Provided records =
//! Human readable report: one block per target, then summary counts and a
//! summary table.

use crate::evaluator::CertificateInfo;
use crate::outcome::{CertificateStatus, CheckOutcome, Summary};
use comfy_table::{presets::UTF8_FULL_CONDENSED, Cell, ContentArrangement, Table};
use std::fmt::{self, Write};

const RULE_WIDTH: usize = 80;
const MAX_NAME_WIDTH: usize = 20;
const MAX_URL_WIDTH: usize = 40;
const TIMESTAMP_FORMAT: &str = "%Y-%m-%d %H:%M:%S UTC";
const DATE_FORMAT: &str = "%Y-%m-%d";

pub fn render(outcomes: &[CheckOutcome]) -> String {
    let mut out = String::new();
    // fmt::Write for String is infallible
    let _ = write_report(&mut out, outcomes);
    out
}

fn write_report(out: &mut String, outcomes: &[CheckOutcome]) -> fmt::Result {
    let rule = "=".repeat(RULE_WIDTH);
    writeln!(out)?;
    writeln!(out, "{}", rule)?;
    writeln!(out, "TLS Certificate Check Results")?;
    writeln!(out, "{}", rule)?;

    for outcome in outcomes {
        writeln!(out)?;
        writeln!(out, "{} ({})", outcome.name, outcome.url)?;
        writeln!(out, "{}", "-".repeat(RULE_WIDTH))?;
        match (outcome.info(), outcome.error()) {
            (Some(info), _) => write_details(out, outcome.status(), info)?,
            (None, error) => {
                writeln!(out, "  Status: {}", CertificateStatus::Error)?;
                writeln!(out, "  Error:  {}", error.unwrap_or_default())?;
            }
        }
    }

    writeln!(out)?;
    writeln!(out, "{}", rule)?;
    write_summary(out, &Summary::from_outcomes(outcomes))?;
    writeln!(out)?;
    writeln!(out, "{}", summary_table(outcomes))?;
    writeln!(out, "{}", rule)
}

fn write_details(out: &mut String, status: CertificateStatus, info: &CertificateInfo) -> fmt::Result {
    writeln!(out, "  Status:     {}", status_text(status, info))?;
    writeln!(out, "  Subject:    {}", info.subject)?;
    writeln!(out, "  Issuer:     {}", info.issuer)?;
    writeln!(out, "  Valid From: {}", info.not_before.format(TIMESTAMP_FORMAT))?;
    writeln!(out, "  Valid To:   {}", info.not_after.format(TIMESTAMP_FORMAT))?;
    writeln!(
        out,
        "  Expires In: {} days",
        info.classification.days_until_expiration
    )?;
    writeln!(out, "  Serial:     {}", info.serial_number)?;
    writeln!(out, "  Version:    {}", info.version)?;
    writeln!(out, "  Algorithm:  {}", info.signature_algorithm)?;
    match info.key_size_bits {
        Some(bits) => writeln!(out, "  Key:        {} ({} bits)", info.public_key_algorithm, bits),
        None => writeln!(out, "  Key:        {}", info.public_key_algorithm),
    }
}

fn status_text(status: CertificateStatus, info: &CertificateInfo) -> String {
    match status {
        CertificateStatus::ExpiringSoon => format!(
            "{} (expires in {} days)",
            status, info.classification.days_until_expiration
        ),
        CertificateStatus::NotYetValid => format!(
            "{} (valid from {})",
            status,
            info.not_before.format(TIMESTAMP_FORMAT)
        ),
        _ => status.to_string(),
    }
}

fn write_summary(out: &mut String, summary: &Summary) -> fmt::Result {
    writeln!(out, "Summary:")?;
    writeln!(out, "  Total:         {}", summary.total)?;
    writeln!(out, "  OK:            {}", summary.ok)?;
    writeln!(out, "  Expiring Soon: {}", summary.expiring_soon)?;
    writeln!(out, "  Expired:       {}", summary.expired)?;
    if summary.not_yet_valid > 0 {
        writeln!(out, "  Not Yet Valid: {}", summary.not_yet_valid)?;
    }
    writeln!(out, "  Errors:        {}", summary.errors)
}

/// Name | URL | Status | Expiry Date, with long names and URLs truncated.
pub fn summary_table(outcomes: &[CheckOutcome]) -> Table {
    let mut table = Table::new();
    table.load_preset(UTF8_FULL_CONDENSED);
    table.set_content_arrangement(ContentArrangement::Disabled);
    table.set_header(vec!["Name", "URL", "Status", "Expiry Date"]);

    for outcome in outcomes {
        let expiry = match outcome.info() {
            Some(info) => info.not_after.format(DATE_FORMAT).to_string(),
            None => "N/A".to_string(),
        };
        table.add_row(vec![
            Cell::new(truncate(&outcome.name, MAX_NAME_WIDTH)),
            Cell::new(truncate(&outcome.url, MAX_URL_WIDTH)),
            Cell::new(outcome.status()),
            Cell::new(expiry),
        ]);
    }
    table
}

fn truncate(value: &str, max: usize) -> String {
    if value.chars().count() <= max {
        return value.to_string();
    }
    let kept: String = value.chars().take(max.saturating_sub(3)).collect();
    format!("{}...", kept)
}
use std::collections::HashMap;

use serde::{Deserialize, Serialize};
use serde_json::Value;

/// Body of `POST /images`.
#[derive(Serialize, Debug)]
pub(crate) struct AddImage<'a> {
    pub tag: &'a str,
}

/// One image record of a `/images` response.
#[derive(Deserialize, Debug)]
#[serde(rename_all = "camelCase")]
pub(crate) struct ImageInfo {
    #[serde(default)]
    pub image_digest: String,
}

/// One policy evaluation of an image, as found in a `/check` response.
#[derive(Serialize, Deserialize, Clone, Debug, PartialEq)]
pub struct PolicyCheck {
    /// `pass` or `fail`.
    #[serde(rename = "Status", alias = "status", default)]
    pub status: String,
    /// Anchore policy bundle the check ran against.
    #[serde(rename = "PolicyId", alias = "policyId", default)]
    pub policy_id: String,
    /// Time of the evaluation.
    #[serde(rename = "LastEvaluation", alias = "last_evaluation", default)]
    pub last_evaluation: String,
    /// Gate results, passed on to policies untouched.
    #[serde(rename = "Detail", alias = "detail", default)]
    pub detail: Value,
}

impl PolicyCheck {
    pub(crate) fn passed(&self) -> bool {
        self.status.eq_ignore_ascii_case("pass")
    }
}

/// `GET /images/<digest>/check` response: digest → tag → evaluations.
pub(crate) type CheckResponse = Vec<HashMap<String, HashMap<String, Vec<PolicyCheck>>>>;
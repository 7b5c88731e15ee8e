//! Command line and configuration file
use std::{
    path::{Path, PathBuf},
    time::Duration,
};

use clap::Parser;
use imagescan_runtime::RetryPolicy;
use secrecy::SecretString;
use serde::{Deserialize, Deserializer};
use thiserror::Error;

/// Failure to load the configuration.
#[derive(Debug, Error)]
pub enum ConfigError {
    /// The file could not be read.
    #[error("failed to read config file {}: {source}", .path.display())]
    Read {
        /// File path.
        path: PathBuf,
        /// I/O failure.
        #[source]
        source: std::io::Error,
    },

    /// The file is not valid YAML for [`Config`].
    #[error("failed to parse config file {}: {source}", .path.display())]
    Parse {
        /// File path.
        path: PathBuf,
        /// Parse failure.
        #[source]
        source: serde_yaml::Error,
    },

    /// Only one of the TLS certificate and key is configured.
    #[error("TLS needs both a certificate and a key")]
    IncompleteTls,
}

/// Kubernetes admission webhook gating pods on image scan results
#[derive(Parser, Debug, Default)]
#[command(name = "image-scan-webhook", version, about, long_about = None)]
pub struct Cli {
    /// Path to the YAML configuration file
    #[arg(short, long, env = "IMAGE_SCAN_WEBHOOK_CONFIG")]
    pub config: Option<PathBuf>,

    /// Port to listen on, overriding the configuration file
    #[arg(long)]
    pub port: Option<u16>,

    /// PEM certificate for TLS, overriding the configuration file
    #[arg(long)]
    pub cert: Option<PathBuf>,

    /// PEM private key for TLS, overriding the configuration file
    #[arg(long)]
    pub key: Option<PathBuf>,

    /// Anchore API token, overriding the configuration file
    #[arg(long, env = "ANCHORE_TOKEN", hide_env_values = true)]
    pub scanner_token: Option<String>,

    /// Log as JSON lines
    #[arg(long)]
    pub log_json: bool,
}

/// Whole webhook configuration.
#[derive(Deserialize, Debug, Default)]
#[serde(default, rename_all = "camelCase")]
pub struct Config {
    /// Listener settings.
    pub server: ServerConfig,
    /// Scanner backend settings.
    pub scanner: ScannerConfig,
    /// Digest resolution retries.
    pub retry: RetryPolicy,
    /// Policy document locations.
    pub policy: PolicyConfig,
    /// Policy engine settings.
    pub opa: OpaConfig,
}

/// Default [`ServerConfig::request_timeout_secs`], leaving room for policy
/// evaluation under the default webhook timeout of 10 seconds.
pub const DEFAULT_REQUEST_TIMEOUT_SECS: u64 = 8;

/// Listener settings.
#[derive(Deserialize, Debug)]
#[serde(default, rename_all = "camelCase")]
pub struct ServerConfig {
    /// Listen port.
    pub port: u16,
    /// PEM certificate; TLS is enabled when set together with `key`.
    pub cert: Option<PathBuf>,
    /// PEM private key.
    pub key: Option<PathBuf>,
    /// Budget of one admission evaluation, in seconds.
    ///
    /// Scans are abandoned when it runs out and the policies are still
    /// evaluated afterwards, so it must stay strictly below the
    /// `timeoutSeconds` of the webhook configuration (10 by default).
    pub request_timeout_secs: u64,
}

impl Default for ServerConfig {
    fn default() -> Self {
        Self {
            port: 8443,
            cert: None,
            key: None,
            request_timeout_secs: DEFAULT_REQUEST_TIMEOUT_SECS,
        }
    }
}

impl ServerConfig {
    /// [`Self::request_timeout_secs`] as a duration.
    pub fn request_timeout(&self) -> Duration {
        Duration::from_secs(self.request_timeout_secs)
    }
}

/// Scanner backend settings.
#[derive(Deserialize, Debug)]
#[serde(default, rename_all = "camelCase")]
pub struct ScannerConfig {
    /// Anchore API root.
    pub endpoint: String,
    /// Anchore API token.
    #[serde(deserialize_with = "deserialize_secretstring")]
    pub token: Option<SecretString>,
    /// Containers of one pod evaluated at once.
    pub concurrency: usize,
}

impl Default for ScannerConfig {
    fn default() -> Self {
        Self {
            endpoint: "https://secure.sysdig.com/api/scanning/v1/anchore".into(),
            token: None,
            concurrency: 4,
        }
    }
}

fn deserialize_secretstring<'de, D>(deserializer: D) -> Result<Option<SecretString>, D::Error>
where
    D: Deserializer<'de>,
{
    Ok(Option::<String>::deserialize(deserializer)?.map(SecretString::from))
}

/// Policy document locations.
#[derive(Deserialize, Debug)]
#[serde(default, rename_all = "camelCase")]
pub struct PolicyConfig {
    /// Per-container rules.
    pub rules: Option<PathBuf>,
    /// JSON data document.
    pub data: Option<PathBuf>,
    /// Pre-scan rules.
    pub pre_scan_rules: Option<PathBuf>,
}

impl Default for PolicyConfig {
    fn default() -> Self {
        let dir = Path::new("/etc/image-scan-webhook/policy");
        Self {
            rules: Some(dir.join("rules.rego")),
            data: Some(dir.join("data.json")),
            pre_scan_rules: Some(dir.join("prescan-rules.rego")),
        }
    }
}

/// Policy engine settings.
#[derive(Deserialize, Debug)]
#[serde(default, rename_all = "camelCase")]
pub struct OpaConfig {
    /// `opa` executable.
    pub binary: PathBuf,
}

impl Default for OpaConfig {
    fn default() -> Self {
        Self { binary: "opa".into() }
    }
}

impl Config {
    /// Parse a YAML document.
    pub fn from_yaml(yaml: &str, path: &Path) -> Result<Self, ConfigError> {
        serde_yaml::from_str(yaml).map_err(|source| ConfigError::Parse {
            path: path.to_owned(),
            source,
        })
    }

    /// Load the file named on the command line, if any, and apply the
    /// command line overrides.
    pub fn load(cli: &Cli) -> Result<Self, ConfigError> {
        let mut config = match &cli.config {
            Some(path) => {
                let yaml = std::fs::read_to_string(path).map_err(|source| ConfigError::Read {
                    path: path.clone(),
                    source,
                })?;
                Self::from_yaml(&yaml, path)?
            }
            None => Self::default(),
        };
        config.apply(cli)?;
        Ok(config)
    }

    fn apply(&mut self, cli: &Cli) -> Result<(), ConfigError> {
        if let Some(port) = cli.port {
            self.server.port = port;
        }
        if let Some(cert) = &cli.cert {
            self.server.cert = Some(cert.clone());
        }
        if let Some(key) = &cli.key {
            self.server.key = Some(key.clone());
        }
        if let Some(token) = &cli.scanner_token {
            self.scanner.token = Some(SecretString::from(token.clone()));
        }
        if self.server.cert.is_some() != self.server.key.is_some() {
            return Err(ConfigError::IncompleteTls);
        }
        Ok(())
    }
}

Try it = Exact reproduction is required. Give the lines of the data from its first line through the line containing "const MAX_URL_WIDTH: usize = 40;", and no others.

Result =
//! Human readable report: one block per target, then summary counts and a
//! summary table.

use crate::evaluator::CertificateInfo;
use crate::outcome::{CertificateStatus, CheckOutcome, Summary};
use comfy_table::{presets::UTF8_FULL_CONDENSED, Cell, ContentArrangement, Table};
use std::fmt::{self, Write};

const RULE_WIDTH: usize = 80;
const MAX_NAME_WIDTH: usize = 20;
const MAX_URL_WIDTH: usize = 40;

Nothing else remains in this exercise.